I think your description of everyone being 'off-kilter' is a good one. It is, indeed, as if everyone is unbalanced or a little destabilised. Things that you may have been able to rely on, before this job (like your husband being around and available), are now less reliable.
Every time he goes away for work, the routines will change. Ensuring the girls get to and from school, organising their after-school activities, feeding them, staying in charge and so on, all fall to you.
I am sure that brings new stresses for you and for them.
I would imagine, too, that your daughters miss their dad. If they were used to him being there every evening and at weekends, then his absence will be felt keenly.
It is very hard to process all of the stress and distress of him being gone. I am sure that the girls (and even yourself) try to block some of it down, ignoring it. However, the pain of the loss of their dad is probably leaking out in angry outbursts.
I don't see this as an 'excuse' for the girls to be angry, but I do see their anger as a natural consequence of missing their dad and having to deal with the changes in the family circumstances that come from him being away for long stretches.
Given their closeness in age, the usual sibling rivalry may be intensified. You have even noticed that your own reaction to them is more intense, that you get angrier, leading to the 'almighty fights'.
I am sure that there is pressure and stress on their dad. While it may be different to yours, it is also understandable. He too is probably missing all of you.
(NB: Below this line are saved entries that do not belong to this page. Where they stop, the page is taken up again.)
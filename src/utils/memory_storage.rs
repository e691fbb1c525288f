//! In-memory storage implementation for testing and embedding

use async_trait::async_trait;
use chrono::NaiveDate;
use std::collections::{HashMap, HashSet};
use std::sync::{Arc, RwLock, RwLockReadGuard, RwLockWriteGuard};

use crate::traits::*;
use crate::types::*;

#[derive(Debug, Default)]
struct Tables {
    accounts: HashMap<String, Account>,
    entries: HashMap<String, JournalEntry>,
    stock: HashMap<StockKey, StockPosition>,
    next_sequence: u64,
}

impl Tables {
    fn apply_to_cached_balances(&mut self, entry: &JournalEntry, reverse: bool) {
        if !entry.is_posted() {
            return;
        }
        for line in &entry.lines {
            if let Some(account) = self.accounts.get_mut(&line.account_code) {
                if reverse {
                    account.apply_line(&line.credit, &line.debit);
                } else {
                    account.apply_line(&line.debit, &line.credit);
                }
            }
        }
    }

    fn sorted_entries<F>(&self, filter: F) -> Vec<JournalEntry>
    where
        F: Fn(&JournalEntry) -> bool,
    {
        let mut entries: Vec<JournalEntry> =
            self.entries.values().filter(|e| filter(e)).cloned().collect();
        entries.sort_by(|a, b| {
            a.entry_date
                .cmp(&b.entry_date)
                .then(a.sequence.cmp(&b.sequence))
        });
        entries
    }
}

fn in_range(date: NaiveDate, start: Option<NaiveDate>, end: Option<NaiveDate>) -> bool {
    start.is_none_or(|s| date >= s) && end.is_none_or(|e| date <= e)
}

/// In-memory storage. Clones share the same tables, so one instance can be
/// handed to every component of a [`crate::Ledger`].
///
/// A single lock guards all tables: a commit is applied while holding the
/// write lock, so readers never observe half of a changeset.
#[derive(Debug, Clone, Default)]
pub struct MemoryStorage {
    tables: Arc<RwLock<Tables>>,
}

impl MemoryStorage {
    /// Create a new memory storage instance
    pub fn new() -> Self {
        Self::default()
    }

    /// Clear all data
    pub fn clear(&self) -> LedgerResult<()> {
        *self.write()? = Tables::default();
        Ok(())
    }

    /// Number of stored journal entries
    pub fn entry_count(&self) -> LedgerResult<usize> {
        Ok(self.read()?.entries.len())
    }

    fn read(&self) -> LedgerResult<RwLockReadGuard<'_, Tables>> {
        self.tables
            .read()
            .map_err(|_| LedgerError::Storage("memory storage lock poisoned".to_string()))
    }

    fn write(&self) -> LedgerResult<RwLockWriteGuard<'_, Tables>> {
        self.tables
            .write()
            .map_err(|_| LedgerError::Storage("memory storage lock poisoned".to_string()))
    }
}

#[async_trait]
impl LedgerStorage for MemoryStorage {
    async fn save_account(&mut self, account: &Account) -> LedgerResult<()> {
        let mut tables = self.write()?;
        if tables.accounts.contains_key(&account.code) {
            return Err(LedgerError::DuplicateCode(account.code.clone()));
        }
        tables
            .accounts
            .insert(account.code.clone(), account.clone());
        Ok(())
    }

    async fn get_account(&self, code: &str) -> LedgerResult<Option<Account>> {
        Ok(self.read()?.accounts.get(code).cloned())
    }

    async fn list_accounts(&self, account_type: Option<AccountType>) -> LedgerResult<Vec<Account>> {
        let tables = self.read()?;
        let mut accounts: Vec<Account> = tables
            .accounts
            .values()
            .filter(|account| account_type.is_none_or(|t| account.account_type == t))
            .cloned()
            .collect();
        accounts.sort_by(|a, b| a.code.cmp(&b.code));
        Ok(accounts)
    }

    async fn update_account(&mut self, account: &Account) -> LedgerResult<()> {
        let mut tables = self.write()?;
        match tables.accounts.get_mut(&account.code) {
            Some(existing) => {
                *existing = account.clone();
                Ok(())
            }
            None => Err(LedgerError::AccountNotFound(account.code.clone())),
        }
    }

    async fn delete_account(&mut self, code: &str) -> LedgerResult<()> {
        if self.write()?.accounts.remove(code).is_some() {
            Ok(())
        } else {
            Err(LedgerError::AccountNotFound(code.to_string()))
        }
    }

    async fn get_entry(&self, reference_no: &str) -> LedgerResult<Option<JournalEntry>> {
        Ok(self.read()?.entries.get(reference_no).cloned())
    }

    async fn get_entries(
        &self,
        start_date: Option<NaiveDate>,
        end_date: Option<NaiveDate>,
    ) -> LedgerResult<Vec<JournalEntry>> {
        let tables = self.read()?;
        Ok(tables.sorted_entries(|e| in_range(e.entry_date, start_date, end_date)))
    }

    async fn get_account_entries(
        &self,
        account_code: &str,
        start_date: Option<NaiveDate>,
        end_date: Option<NaiveDate>,
    ) -> LedgerResult<Vec<JournalEntry>> {
        let tables = self.read()?;
        Ok(tables.sorted_entries(|e| {
            e.touches(account_code) && in_range(e.entry_date, start_date, end_date)
        }))
    }

    async fn get_stock_position(&self, key: &StockKey) -> LedgerResult<Option<StockPosition>> {
        Ok(self.read()?.stock.get(key).cloned())
    }

    async fn list_stock_positions(&self) -> LedgerResult<Vec<StockPosition>> {
        let tables = self.read()?;
        let mut positions: Vec<StockPosition> = tables.stock.values().cloned().collect();
        positions.sort_by(|a, b| a.key.cmp(&b.key));
        Ok(positions)
    }

    async fn commit(&mut self, changes: Changeset) -> LedgerResult<Vec<JournalEntry>> {
        let mut tables = self.write()?;

        // Preconditions first; nothing below this block may fail.
        {
            let mut new_codes = HashSet::new();
            for account in &changes.new_accounts {
                if tables.accounts.contains_key(&account.code) || !new_codes.insert(&account.code) {
                    return Err(LedgerError::DuplicateCode(account.code.clone()));
                }
            }
            for reference in &changes.removed_entries {
                if !tables.entries.contains_key(reference) {
                    return Err(LedgerError::NotFound(reference.clone()));
                }
            }
            let mut new_references = HashSet::new();
            for entry in &changes.new_entries {
                let freed = changes.removed_entries.contains(&entry.reference_no);
                if (tables.entries.contains_key(&entry.reference_no) && !freed)
                    || !new_references.insert(&entry.reference_no)
                {
                    return Err(LedgerError::DuplicateReference(entry.reference_no.clone()));
                }
            }
            for (key, expected) in &changes.expected_stock {
                if tables.stock.get(key) != expected.as_ref() {
                    tracing::warn!(key = %key, "stock position changed since it was read");
                    return Err(LedgerError::StockConflict { key: key.clone() });
                }
            }
        }

        for account in changes.new_accounts {
            tables.accounts.insert(account.code.clone(), account);
        }
        for reference in &changes.removed_entries {
            if let Some(old) = tables.entries.remove(reference) {
                tables.apply_to_cached_balances(&old, true);
            }
        }
        let mut stored = Vec::with_capacity(changes.new_entries.len());
        for mut entry in changes.new_entries {
            tables.next_sequence += 1;
            entry.sequence = tables.next_sequence;
            tables.apply_to_cached_balances(&entry, false);
            tables
                .entries
                .insert(entry.reference_no.clone(), entry.clone());
            stored.push(entry);
        }
        for key in &changes.removed_stock_positions {
            tables.stock.remove(key);
        }
        for position in changes.stock_positions {
            tables.stock.insert(position.key.clone(), position);
        }

        Ok(stored)
    }
}

#[cfg(test)]
mod tests {
    use super::*;
    use bigdecimal::BigDecimal;

    fn entry(reference: &str, day: u32) -> JournalEntry {
        let mut entry = JournalEntry::new(
            reference.to_string(),
            NaiveDate::from_ymd_opt(2024, 1, day).unwrap(),
            "test".to_string(),
        );
        entry.add_line(JournalLine::debit("1101", BigDecimal::from(10), None));
        entry.add_line(JournalLine::credit("4101", BigDecimal::from(10), None));
        entry
    }

    #[tokio::test]
    async fn failed_commit_leaves_no_trace() {
        let mut storage = MemoryStorage::new();
        storage
            .commit(Changeset {
                new_entries: vec![entry("A", 1)],
                ..Changeset::default()
            })
            .await
            .unwrap();

        let key = StockKey::new("P1", "W1");
        let result = storage
            .commit(Changeset {
                new_accounts: vec![Account::leaf("5900", "Rounding", AccountType::Expense, None)],
                new_entries: vec![entry("A", 2)],
                stock_positions: vec![StockPosition::empty(key.clone())],
                ..Changeset::default()
            })
            .await;

        assert!(matches!(result, Err(LedgerError::DuplicateReference(r)) if r == "A"));
        assert!(storage.get_account("5900").await.unwrap().is_none());
        assert!(storage.get_stock_position(&key).await.unwrap().is_none());
        assert_eq!(storage.entry_count().unwrap(), 1);
    }

    #[tokio::test]
    async fn removal_frees_the_reference_for_reinsertion() {
        let mut storage = MemoryStorage::new();
        storage
            .commit(Changeset {
                new_entries: vec![entry("A", 1)],
                ..Changeset::default()
            })
            .await
            .unwrap();

        let stored = storage
            .commit(Changeset {
                removed_entries: vec!["A".to_string()],
                new_entries: vec![entry("A", 3)],
                ..Changeset::default()
            })
            .await
            .unwrap();

        assert_eq!(stored[0].sequence, 2);
        let found = storage.get_entry("A").await.unwrap().unwrap();
        assert_eq!(found.entry_date, NaiveDate::from_ymd_opt(2024, 1, 3).unwrap());
    }

    #[tokio::test]
    async fn entries_are_ordered_by_date_then_insertion() {
        let mut storage = MemoryStorage::new();
        for (reference, day) in [("C", 5), ("A", 2), ("B", 2)] {
            storage
                .commit(Changeset {
                    new_entries: vec![entry(reference, day)],
                    ..Changeset::default()
                })
                .await
                .unwrap();
        }

        let refs: Vec<String> = storage
            .get_entries(None, None)
            .await
            .unwrap()
            .into_iter()
            .map(|e| e.reference_no)
            .collect();
        assert_eq!(refs, vec!["A", "B", "C"]);
    }

    #[tokio::test]
    async fn stale_stock_reads_are_refused() {
        let mut storage = MemoryStorage::new();
        let key = StockKey::new("P1", "W1");
        let ten = StockPosition {
            key: key.clone(),
            quantity: BigDecimal::from(10),
            weighted_average_cost: BigDecimal::from(5),
        };
        storage
            .commit(Changeset {
                stock_positions: vec![ten.clone()],
                expected_stock: vec![(key.clone(), None)],
                ..Changeset::default()
            })
            .await
            .unwrap();

        // Written against a read taken before the position existed
        let result = storage
            .commit(Changeset {
                new_entries: vec![entry("A", 1)],
                stock_positions: vec![StockPosition::empty(key.clone())],
                expected_stock: vec![(key.clone(), None)],
                ..Changeset::default()
            })
            .await;

        assert!(matches!(result, Err(LedgerError::StockConflict { key: k }) if k == key));
        assert_eq!(storage.get_stock_position(&key).await.unwrap(), Some(ten));
        assert_eq!(storage.entry_count().unwrap(), 0);
    }

    #[tokio::test]
    async fn removing_unknown_reference_is_not_found() {
        let mut storage = MemoryStorage::new();
        let result = storage
            .commit(Changeset {
                removed_entries: vec!["missing".to_string()],
                ..Changeset::default()
            })
            .await;
        assert!(matches!(result, Err(LedgerError::NotFound(_))));
    }
}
He is probably working longer hours while he is away and then is hoping for things to be just 'nice' or 'easy' when he comes home.
Of course, by the time he gets home, there may be a lot of pent-up stress and tension and while everyone is, hopefully, glad to see him, his return brings more change to the new routines and his presence could even give rise to some resentment from you or the girls.
I think the fights the girls have with him may be a deflection of their anger that he is gone, but it may be triggered by something small, when he returns.
The key to getting through the changes and accommodating to them is understanding. Understanding will increase the more you all talk about what it is like when your husband is away.
This is not about trying to establish who has the harder role in the family. It is not about comparing who has it worse now that he is away more. It is about talking honestly, each of you, about what it feels like when he is gone and when he comes back.
Because all of you may have different perspectives on the same experience of him being away, the more you can try to understand each other's perspectives, the more patient and kind you will feel towards each other.
These kinds of big family changes of circumstances are, almost always, difficult to negotiate. Adaptation, acceptance and accommodation to the new circumstances will take time but talking about what it feels like, for each of you, will help to make the process smoother.